Meurtre de Shireen Abu Akleh: Les Palestiniens font monter la pression sur Israël

  • Le 12 mai, l’Institut de médecine légale de l’université nationale An-Najah de Naplouse a révélé que la journaliste n’avait aucune chance de survie après le coup de feu
  • Une enquête interne menée par les forces de défense israéliennes révèle qu’un tireur d'élite israélien de l’unité spéciale de Dovdovan a tiré à travers un trou dans son véhicule militaire blindé, prenant accidentellement la journaliste pour cible

RAMALLAH: Le ministre palestinien de la Justice, Mohammed al-Shalaldeh, fait porter à Israël l’entière responsabilité de l’assassinat de la journaliste d’Al Jazeera Shireen Abu Akleh. Il affirme que ce meurtre prémédité constitue un crime de guerre.

La journaliste a été abattue d’une balle dans la tête mercredi matin lors d’un raid militaire israélien dans la ville cisjordanienne de Jénine.

Six jours après qu’Israël a nié toute responsabilité de ses soldats, un officier des forces de défense israéliennes déclare à Haaretz qu’un soldat israélien aurait tiré sur la journaliste, ce qui aurait conduit à sa mort.

Cet officier ajoute que le soldat israélien était assis dans un véhicule de l’armée et qu’il était armé d’un fusil doté d’un objectif télescopique. Il aurait tué la journaliste à 190 mètres de distance.

CONTEXTE

Le procureur général palestinien a demandé une autopsie du corps de la journaliste Shireen Abu Akleh afin de déterminer la cause de son décès et de recueillir tout élément de preuve permettant d’identifier le coupable de ce crime.

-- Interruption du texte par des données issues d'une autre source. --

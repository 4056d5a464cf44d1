//! SunFounder PiCar-4WD driver
//!
//! The HAT carries a small MCU that exposes PWM channels over I2C. Each motor is
//! one PWM channel for power plus a GPIO line for direction; the ultrasonic mast
//! servo is PWM channel 0. The HC-SR04 sensor is wired straight to GPIO.
//!
//! Pin numbers in [`PicarConfig`] are BCM numbers.
//!
//! Only the register math is compiled without the `raspberry-pi` feature, so the
//! config can still be loaded and checked on a development machine.

use serde::{Deserialize, Serialize};
use slalom_core::MastAngle;
use std::time::Duration;

/// I2C address of the HAT's PWM controller
pub const PWM_I2C_ADDRESS: u16 = 0x14;

const REG_CHANNEL: u8 = 0x20;
const REG_PRESCALER: u8 = 0x40;
const REG_PERIOD: u8 = 0x44;

/// PWM controller clock
pub const PWM_CLOCK_HZ: u32 = 72_000_000;

/// Counter period used for both motors and the servo
pub const PWM_PERIOD: u16 = 4095;

/// Prescaler for the drive motor channels
pub const MOTOR_PRESCALER: u16 = 10;

const SERVO_FREQUENCY_HZ: u32 = 50;
const SERVO_MIN_PULSE_US: f64 = 500.0;
const SERVO_MAX_PULSE_US: f64 = 2500.0;
const SERVO_FRAME_US: f64 = 20_000.0;

/// One drive motor
#[derive(Debug, Clone, Copy, PartialEq, Eq, Serialize, Deserialize)]
pub struct MotorConfig {
    pub pwm_channel: u8,
    pub direction_pin: u8,
    /// Motor is mounted backwards
    #[serde(default)]
    pub reversed: bool,
}

impl MotorConfig {
    pub const fn new(pwm_channel: u8, direction_pin: u8) -> Self {
        Self {
            pwm_channel,
            direction_pin,
            reversed: false,
        }
    }
}

/// PiCar-4WD wiring and timing
#[derive(Debug, Clone, PartialEq, Serialize, Deserialize)]
#[serde(default)]
pub struct PicarConfig {
    pub i2c_bus: u8,
    pub i2c_address: u16,

    pub servo_channel: u8,
    /// Trim added to every mast angle
    pub servo_offset_degrees: MastAngle,
    /// Wait after moving the mast before pinging
    pub servo_travel_ms: u64,

    pub trigger_pin: u8,
    pub echo_pin: u8,
    /// Give up on an echo after this long
    pub echo_timeout_ms: u64,
    pub speed_of_sound_cm_s: f64,

    pub left_front: MotorConfig,
    pub right_front: MotorConfig,
    pub left_rear: MotorConfig,
    pub right_rear: MotorConfig,
}

impl Default for PicarConfig {
    fn default() -> Self {
        Self {
            i2c_bus: 1,
            i2c_address: PWM_I2C_ADDRESS,
            servo_channel: 0,
            servo_offset_degrees: 0,
            servo_travel_ms: 40,
            trigger_pin: 5,
            echo_pin: 6,
            echo_timeout_ms: 20,
            speed_of_sound_cm_s: 34_300.0,
            left_front: MotorConfig::new(13, 23),
            right_front: MotorConfig::new(12, 24),
            left_rear: MotorConfig::new(8, 13),
            right_rear: MotorConfig::new(9, 20),
        }
    }
}

impl PicarConfig {
    pub fn servo_travel(&self) -> Duration {
        Duration::from_millis(self.servo_travel_ms)
    }

    pub fn echo_timeout(&self) -> Duration {
        Duration::from_millis(self.echo_timeout_ms)
    }

    /// Motors in left-front, right-front, left-rear, right-rear order
    pub fn motors(&self) -> [MotorConfig; 4] {
        [self.left_front, self.right_front, self.left_rear, self.right_rear]
    }
}

/// Register write for the PWM controller: register byte then big-endian value
pub fn register_write(register: u8, value: u16) -> [u8; 3] {
    let [high, low] = value.to_be_bytes();
    [register, high, low]
}

pub fn channel_register(channel: u8) -> u8 {
    REG_CHANNEL + channel
}

/// Four channels share one timer
pub fn prescaler_register(channel: u8) -> u8 {
    REG_PRESCALER + channel / 4
}

pub fn period_register(channel: u8) -> u8 {
    REG_PERIOD + channel / 4
}

/// Prescaler giving a 50 Hz servo frame at the shared period
pub fn servo_prescaler() -> u16 {
    (PWM_CLOCK_HZ / SERVO_FREQUENCY_HZ / PWM_PERIOD as u32) as u16
}

/// Channel value for a mast angle. Angles are clamped to ±90° after the trim is applied.
pub fn servo_pulse(angle: MastAngle, offset: MastAngle) -> u16 {
    let angle = angle.saturating_add(offset).clamp(-90, 90) as f64;
    let pulse_us =
        SERVO_MIN_PULSE_US + (angle + 90.0) / 180.0 * (SERVO_MAX_PULSE_US - SERVO_MIN_PULSE_US);
    (pulse_us / SERVO_FRAME_US * PWM_PERIOD as f64) as u16
}

/// Split signed motor power into (reverse, duty percent)
///
/// Non-zero power is mapped onto 50..=100% duty; below half duty the motors
/// stall instead of turning.
pub fn motor_duty(power: i32, reversed: bool) -> (bool, u8) {
    let power = power.clamp(-100, 100);
    let reverse = (power < 0) != reversed;
    let magnitude = power.unsigned_abs() as u8;
    let duty = if magnitude == 0 { 0 } else { magnitude / 2 + 50 };
    (reverse, duty)
}

pub fn duty_to_pulse(duty: u8) -> u16 {
    (duty.min(100) as f64 / 100.0 * PWM_PERIOD as f64) as u16
}

/// Distance for a round-trip echo, rounded to 0.01 cm
pub fn echo_to_cm(echo: Duration, speed_of_sound_cm_s: f64) -> f64 {
    let cm = echo.as_secs_f64() * speed_of_sound_cm_s / 2.0;
    (cm * 100.0).round() / 100.0
}

#[cfg(feature = "raspberry-pi")]
mod hardware {
    use super::*;
    use rppal::gpio::{Gpio, InputPin, OutputPin};
    use rppal::i2c::I2c;
    use slalom_core::{RangeReading, SlalomError, SlalomResult, Vehicle};
    use std::thread;
    use std::time::Instant;
    use tracing::{debug, trace, warn};

    fn open_pwm(config: &PicarConfig) -> SlalomResult<I2c> {
        let mut i2c = I2c::with_bus(config.i2c_bus)
            .map_err(|e| SlalomError::hardware(format!("open I2C bus {}: {}", config.i2c_bus, e)))?;
        i2c.set_slave_address(config.i2c_address).map_err(|e| {
            SlalomError::hardware(format!("select I2C address {:#x}: {}", config.i2c_address, e))
        })?;
        Ok(i2c)
    }

    fn write_register(i2c: &mut I2c, register: u8, value: u16) -> SlalomResult<()> {
        i2c.write(&register_write(register, value))
            .map_err(|e| SlalomError::hardware(format!("write PWM register {:#x}: {}", register, e)))?;
        Ok(())
    }

    struct Motor {
        config: MotorConfig,
        direction: OutputPin,
    }

    /// PiCar-4WD on a Raspberry Pi
    pub struct PicarVehicle {
        config: PicarConfig,
        pwm: I2c,
        motors: Vec<Motor>,
        trigger: OutputPin,
        echo: InputPin,
    }

    impl PicarVehicle {
        /// Claim the GPIO lines and I2C bus and put every motor at rest
        pub fn open(config: &PicarConfig) -> SlalomResult<Self> {
            let gpio = Gpio::new().map_err(|e| SlalomError::hardware(format!("open GPIO: {}", e)))?;
            let output = |pin: u8| -> SlalomResult<OutputPin> {
                Ok(gpio
                    .get(pin)
                    .map_err(|e| SlalomError::hardware(format!("claim GPIO {}: {}", pin, e)))?
                    .into_output())
            };

            let motors = config
                .motors()
                .into_iter()
                .map(|motor| {
                    Ok(Motor {
                        config: motor,
                        direction: output(motor.direction_pin)?,
                    })
                })
                .collect::<SlalomResult<Vec<_>>>()?;

            let trigger = output(config.trigger_pin)?;
            let echo = gpio
                .get(config.echo_pin)
                .map_err(|e| SlalomError::hardware(format!("claim GPIO {}: {}", config.echo_pin, e)))?
                .into_input();

            let mut pwm = open_pwm(config)?;
            for motor in &motors {
                let channel = motor.config.pwm_channel;
                write_register(&mut pwm, period_register(channel), PWM_PERIOD)?;
                write_register(&mut pwm, prescaler_register(channel), MOTOR_PRESCALER - 1)?;
            }
            write_register(&mut pwm, period_register(config.servo_channel), PWM_PERIOD)?;
            write_register(&mut pwm, prescaler_register(config.servo_channel), servo_prescaler() - 1)?;

            let mut vehicle = Self {
                config: config.clone(),
                pwm,
                motors,
                trigger,
                echo,
            };
            vehicle.set_power([0; 4])?;
            debug!(bus = config.i2c_bus, "PiCar-4WD opened");
            Ok(vehicle)
        }

        /// Zero every motor channel over a fresh I2C handle
        ///
        /// Works while another `PicarVehicle` holds the GPIO lines, so a signal
        /// handler can halt the car without access to the control loop's handle.
        pub fn stop_motors(config: &PicarConfig) -> SlalomResult<()> {
            let mut pwm = open_pwm(config)?;
            for motor in config.motors() {
                write_register(&mut pwm, channel_register(motor.pwm_channel), 0)?;
            }
            Ok(())
        }

        /// Signed power per motor, in `PicarConfig::motors` order
        fn set_power(&mut self, power: [i32; 4]) -> SlalomResult<()> {
            for (motor, power) in self.motors.iter_mut().zip(power) {
                let (reverse, duty) = motor_duty(power, motor.config.reversed);
                if reverse {
                    motor.direction.set_high();
                } else {
                    motor.direction.set_low();
                }
                write_register(
                    &mut self.pwm,
                    channel_register(motor.config.pwm_channel),
                    duty_to_pulse(duty),
                )?;
            }
            Ok(())
        }

        fn set_mast(&mut self, angle: MastAngle) -> SlalomResult<()> {
            let pulse = servo_pulse(angle, self.config.servo_offset_degrees);
            write_register(&mut self.pwm, channel_register(self.config.servo_channel), pulse)
        }

        /// One HC-SR04 measurement
        fn ping(&mut self) -> RangeReading {
            self.trigger.set_low();
            thread::sleep(Duration::from_millis(10));
            self.trigger.set_high();
            thread::sleep(Duration::from_micros(15));
            self.trigger.set_low();

            let timeout = self.config.echo_timeout();
            let started = Instant::now();

            let mut rise = started;
            while self.echo.is_low() {
                rise = Instant::now();
                if rise - started > timeout {
                    return RangeReading::NO_ECHO;
                }
            }

            let mut fall = rise;
            while self.echo.is_high() {
                fall = Instant::now();
                if fall - started > timeout {
                    return RangeReading::ECHO_TIMEOUT;
                }
            }

            RangeReading::from(echo_to_cm(fall - rise, self.config.speed_of_sound_cm_s))
        }
    }

    impl Vehicle for PicarVehicle {
        fn name(&self) -> &str {
            "picar-4wd"
        }

        fn drive_forward(&mut self, speed: u8) -> SlalomResult<()> {
            let p = speed as i32;
            self.set_power([p, p, p, p])
        }

        fn drive_backward(&mut self, speed: u8) -> SlalomResult<()> {
            let p = -(speed as i32);
            self.set_power([p, p, p, p])
        }

        fn turn_left(&mut self, speed: u8) -> SlalomResult<()> {
            let p = speed as i32;
            self.set_power([-p, p, -p, p])
        }

        fn turn_right(&mut self, speed: u8) -> SlalomResult<()> {
            let p = speed as i32;
            self.set_power([p, -p, p, -p])
        }

        fn stop(&mut self) -> SlalomResult<()> {
            self.set_power([0; 4])
        }

        fn measure_at(&mut self, angle: MastAngle) -> SlalomResult<RangeReading> {
            self.set_mast(angle)?;
            thread::sleep(self.config.servo_travel());
            let reading = self.ping();
            trace!(angle, %reading, "ping");
            Ok(reading)
        }

        fn aim_mast(&mut self, angle: MastAngle) -> SlalomResult<()> {
            self.set_mast(angle)
        }
    }

    impl Drop for PicarVehicle {
        fn drop(&mut self) {
            if let Err(e) = self.set_power([0; 4]) {
                warn!("failed to stop motors on close: {}", e);
            }
        }
    }
}

#[cfg(feature = "raspberry-pi")]
pub use hardware::PicarVehicle;

#[cfg(test)]
mod tests {
    use super::*;
    use approx::assert_relative_eq;

    #[test]
    fn test_register_layout() {
        assert_eq!(register_write(0x20, 0x0fff), [0x20, 0x0f, 0xff]);
        assert_eq!(channel_register(13), 0x2d);
        assert_eq!(prescaler_register(13), 0x43);
        assert_eq!(period_register(0), 0x44);
        assert_eq!(period_register(9), 0x46);
    }

    #[test]
    fn test_servo_pulse() {
        assert_eq!(servo_prescaler(), 351);
        assert_eq!(servo_pulse(-90, 0), 102);
        assert_eq!(servo_pulse(0, 0), 307);
        assert_eq!(servo_pulse(90, 0), 511);
    }

    #[test]
    fn test_servo_pulse_clamps_after_offset() {
        assert_eq!(servo_pulse(120, 0), servo_pulse(90, 0));
        assert_eq!(servo_pulse(85, 10), servo_pulse(90, 0));
        assert_eq!(servo_pulse(0, -5), servo_pulse(-5, 0));
    }

    #[test]
    fn test_motor_duty() {
        assert_eq!(motor_duty(0, false), (false, 0));
        assert_eq!(motor_duty(10, false), (false, 55));
        assert_eq!(motor_duty(-10, false), (true, 55));
        assert_eq!(motor_duty(100, false), (false, 100));
        assert_eq!(motor_duty(250, false), (false, 100));
    }

    #[test]
    fn test_reversed_motor_flips_direction() {
        assert_eq!(motor_duty(10, true), (true, 55));
        assert_eq!(motor_duty(-10, true), (false, 55));
    }

    #[test]
    fn test_duty_to_pulse() {
        assert_eq!(duty_to_pulse(0), 0);
        assert_eq!(duty_to_pulse(100), PWM_PERIOD);
        assert_eq!(duty_to_pulse(50), 2047);
    }

    #[test]
    fn test_echo_to_cm() {
        // 1 ms round trip
        assert_relative_eq!(echo_to_cm(Duration::from_millis(1), 34_300.0), 17.15);
        assert_relative_eq!(echo_to_cm(Duration::from_micros(583), 34_300.0), 10.0);
        assert_eq!(echo_to_cm(Duration::ZERO, 34_300.0), 0.0);
    }

    #[test]
    fn test_default_wiring() {
        let config = PicarConfig::default();
        let channels: Vec<u8> = config.motors().iter().map(|m| m.pwm_channel).collect();
        assert_eq!(channels, vec![13, 12, 8, 9]);
        assert_eq!(config.i2c_address, 0x14);
        assert_eq!(config.servo_travel(), Duration::from_millis(40));
    }

    #[test]
    fn test_partial_toml() {
        let config: PicarConfig = toml::from_str(
            r#"
            servo_offset_degrees = -3

            [left_front]
            pwm_channel = 13
            direction_pin = 23
            reversed = true
            "#,
        )
        .unwrap();

        assert!(config.left_front.reversed);
        assert_eq!(config.servo_offset_degrees, -3);
        assert_eq!(config.right_rear, PicarConfig::default().right_rear);
    }
}
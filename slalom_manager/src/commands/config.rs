use crate::config::SlalomConfig;
use anyhow::Result;
use colored::*;
use std::path::Path;

/// Print the effective config, or the built-in defaults, or write it to `output`
pub fn execute_config(config: &SlalomConfig, defaults: bool, output: Option<&Path>) -> Result<()> {
    let config = if defaults {
        SlalomConfig::default()
    } else {
        config.clone()
    };

    match output {
        Some(path) => {
            config.save(path)?;
            println!("{} Wrote {}", "✓".green(), path.display());
        }
        None => print!("{}", config.to_toml()?),
    }
    Ok(())
}
use anyhow::Result;
use clap::{Parser, Subcommand};
use colored::*;
use slalom_manager::commands;
use slalom_manager::commands::run::RunOptions;
use slalom_manager::{Backend, SlalomConfig};
use std::path::PathBuf;
use tracing_subscriber::{layer::SubscriberExt, util::SubscriberInitExt};

#[derive(Parser)]
#[command(name = "slalom")]
#[command(about = "Drive a ranging-sensor car through an obstacle course")]
#[command(version)]
#[command(propagate_version = true)]
struct Cli {
    /// Config file (defaults to ./slalom.toml when present)
    #[arg(short = 'c', long = "config", global = true, value_name = "FILE")]
    config: Option<PathBuf>,

    /// Vehicle to drive
    #[arg(short = 'b', long = "backend", global = true, value_enum, default_value_t = Backend::Sim)]
    backend: Backend,

    /// More log output (-v debug, -vv trace)
    #[arg(short = 'v', long = "verbose", global = true, action = clap::ArgAction::Count)]
    verbose: u8,

    #[command(subcommand)]
    command: Commands,
}

#[derive(Subcommand)]
enum Commands {
    /// Run the full obstacle course
    Run {
        /// Number of obstacles (overrides course.obstacles)
        #[arg(short = 'n', long = "obstacles")]
        obstacles: Option<u32>,

        /// Skip the closing dance
        #[arg(long = "no-finale")]
        no_finale: bool,

        /// Start immediately
        #[arg(long = "no-delay")]
        no_delay: bool,
    },

    /// Sweep both side arcs and print the readings without turning
    Scan {
        /// Drive up to the obstacle before scanning
        #[arg(short = 'a', long = "approach")]
        approach: bool,
    },

    /// Perform only the closing dance
    Finale,

    /// Print the configuration as TOML
    Config {
        /// Print built-in defaults instead of the loaded file
        #[arg(short = 'd', long = "defaults")]
        defaults: bool,

        /// Write to a file instead of stdout
        #[arg(short = 'o', long = "output")]
        output: Option<PathBuf>,
    },
}

fn init_tracing(verbose: u8) {
    let level = match verbose {
        0 => "info",
        1 => "debug",
        _ => "trace",
    };
    let default_filter = format!(
        "slalom={level},slalom_manager={level},slalom_library={level},slalom_core={level}"
    );

    tracing_subscriber::registry()
        .with(
            tracing_subscriber::EnvFilter::try_from_default_env()
                .unwrap_or_else(|_| default_filter.into()),
        )
        .with(tracing_subscriber::fmt::layer().with_target(false))
        .init();
}

fn main() {
    let cli = Cli::parse();
    init_tracing(cli.verbose);

    if let Err(e) = run_command(cli) {
        eprintln!("{} {:#}", "Error:".red().bold(), e);
        std::process::exit(1);
    }
}

fn run_command(cli: Cli) -> Result<()> {
    let config = SlalomConfig::load_or_default(cli.config.as_deref())?;

    match cli.command {
        Commands::Run {
            obstacles,
            no_finale,
            no_delay,
        } => {
            slalom_manager::backend::install_stop_handler(cli.backend, &config)?;
            let options = RunOptions {
                obstacles,
                skip_finale: no_finale,
                no_delay,
            };
            commands::run::execute_run(&config, cli.backend, &options).map(|_| ())
        }

        Commands::Scan { approach } => {
            slalom_manager::backend::install_stop_handler(cli.backend, &config)?;
            commands::scan::execute_scan(&config, cli.backend, approach).map(|_| ())
        }

        Commands::Finale => {
            slalom_manager::backend::install_stop_handler(cli.backend, &config)?;
            commands::finale::execute_finale(&config, cli.backend)
        }

        Commands::Config { defaults, output } => {
            commands::config::execute_config(&config, defaults, output.as_deref())
        }
    }
}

Le soldat a prétendu lors de son interrogatoire qu’il ne savait pas qu’il avait tiré sur Abu Akleh dans la mesure où il ne l’avait pas vue et qu’il ne connaissait pas, d’ailleurs, son identité.

Le ministre déclare: «Que celui qui a tiré sache que ce projectile est désormais en notre possession. Nous ne participerons pas à cette enquête aux côtés des Israéliens, parce que nous disposons également de la souveraineté sous l’occupation israélienne. Nous ne permettrons pas la mise en place d’une enquête conjointe compte tenu des nombreuses mauvaises expériences similaires avec la puissance occupante.»

Il indique en outre que l’examen de la balle nécessiterait du temps en raison de la nature des enquêtes médico-légales.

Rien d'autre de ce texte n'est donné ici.